A Thematic Categorization of Thomas Hardys Prose Fiction
An exploratory multivariate analysis approach
Abstract From the beginning of the twentieth century to the present, critical debate about Hardys prose fiction writings has been shaped by questions of generic categorization and thematic classification. Almost all of the work on the thematic classification of the prose writings of Thomas Hardy, however, is theoretically driven. That is, classification criteria are selected by the critic based on some critical theory or framework (e.g. formal, biographical/historical, moral, Victorian, anti-Victorian, feminist, psychoanalytic, postcolonial, philosophical/religious, sociological/anthropological, etc) supported by personal knowledge and evaluation of the texts. Even more, many of the existing accounts follow the stereotype classifications of what is called Hardy Critical Industry. I mean by this that many of Hardys critics are willing to agree with conventional, well-known criticisms of Hardy regardless of any critical presuppositions about what they are supposed to agree/disagree. So in spite of the great number of thematic reviews of Hardys prose work, there is neither consensus among his commentators nor an objective study that adopts reliable empirical methods. In the face of the limitation of the previously mentioned methods, the research question in this article specifically asks Can an objective and conceptually useful classification- based on empirical evidence- abstracted from Thomas Hardys prose fiction texts be found? To address the research question, the study proposes vector space classification (VSC) for classifying the novels and short stories of Thomas Hardy thematically based on the lexical frequency representations of those texts. To put it into effect, VSC is executed where exploratory multivariate analysis techniques are applied to perform a document ranking wherein cluster information is used within a graph-based framework. The rationale behind the adoption of multivariate analysis, however, is that our proposed classification is concerned with grouping texts of identical/similar themes together into distinct sets. This suggests that the idea of analysis becomes a multivariate data-solving problem in the first place. Thus the core objective of this exploratory research is to make some preliminary progress towards developing a thematic classification
that addresses the limitations of traditional philological methods.
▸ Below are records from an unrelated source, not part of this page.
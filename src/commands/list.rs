use crate::OutputFormat;
use crate::commands::timers::{now_ms, paths};
use crate::config::Config;
use crate::state::Snapshot;
use crate::utils::render::{build_tree, views};
use anyhow::{Context, Result};

/// Print every timer with its progress at the current instant.
pub fn list(config: &Config, format: OutputFormat) -> Result<()> {
    let paths = paths(config)?;
    // Read-only: a slightly stale view is fine, no lock needed.
    let snapshot = Snapshot::load(&paths)?;
    let now = now_ms();

    match format {
        OutputFormat::Json => {
            let json = serde_json::to_string_pretty(&views(&snapshot.collection, now))
                .context("Failed to serialize timers")?;
            println!("{}", json);
        }
        OutputFormat::Text => {
            if snapshot.collection.is_empty() {
                println!("No timers yet.");
                println!("   Add one with: grind new <SECTION> <TIMER> --hours 1");
                return Ok(());
            }
            println!(
                "{}",
                build_tree(&snapshot.collection, now, config.display.bar_width)
            );
        }
    }

    Ok(())
}
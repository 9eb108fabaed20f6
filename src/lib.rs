pub mod commands;
pub mod config;
pub mod error;
pub mod notify;
pub mod platform;
pub mod state;
pub mod timer;
pub mod utils;

use clap::ValueEnum;
use serde::Serialize;

#[derive(Clone, Copy, ValueEnum, Debug, Default, Serialize)]
pub enum OutputFormat {
    #[default]
    Text,
    Json,
}
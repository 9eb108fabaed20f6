use super::PendingAlert;
use notify_rust::Notification;
use std::io::{self, Write};
use tracing::warn;

/// Shows fired alerts as desktop notifications.
#[derive(Debug, Default, Clone, Copy)]
pub struct DesktopDelivery;

impl DesktopDelivery {
    pub fn deliver(&self, alert: &PendingAlert) {
        let shown = Notification::new()
            .summary(&alert.title)
            .body(&alert.body)
            .show();

        if let Err(e) = shown {
            warn!(id = %alert.id, "desktop notification failed: {}", e);
            bell(alert);
        }
    }
}

fn bell(alert: &PendingAlert) {
    eprintln!("\x07⏰ {}: {}", alert.title, alert.body);
    let _ = io::stderr().flush();
}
Our approach to handling this objective can be outlined as follows: the study takes the form of a case-study design, with an in-depth analysis of multivariate statistical techniques, particularly cluster analysis and principal components analysis and their feasibility in generating an empirical thematic classification of the prose fiction of Hardy. For the purpose of classification, cluster analysis is used to perform the task. This is simply a multivariate statistical technique for finding relatively homogeneous clusters of cases based on proximity measures. It encompasses a number of different methods including hierarchical cluster analysis with the purpose of sorting different objects into distinct groups where members of the one group are similar to each other and distant from members of the other group/s. In this, hierarchical cluster analysis is first used to measure the semantic relatedness between the selected texts of Thomas Hardy with the purpose of generating an automated objective classification of these works. What we have as a result is an illustrated set of analyses that show how texts are related to each other thematically. To validate the results, Principal Components Analysis (PCA) is used to reformulate the lexical frequency data into a reduced set of uncorrelated variables which is reanalyzed to determine whether or not the cluster trees based on the two matrices are morphologically equivalent. Taken together, they (cluster analysis and PCA) provide an integrated framework for the thematic classification of literary texts. The results are that the 62 texts (involved in the study and which represent all the novels and short stories of Hardy) fall into clearly defined 3 thematic groups in relation to the themes they convey, and that these groups correlate to some extent with bibliographical, textual, and critical findings associated with the texts. It can be concluded that computational methods like cluster analysis can usefully supplement the philological methods in thematic classification of the novels and short stories of Thomas Hardy yet in objective replicable ways.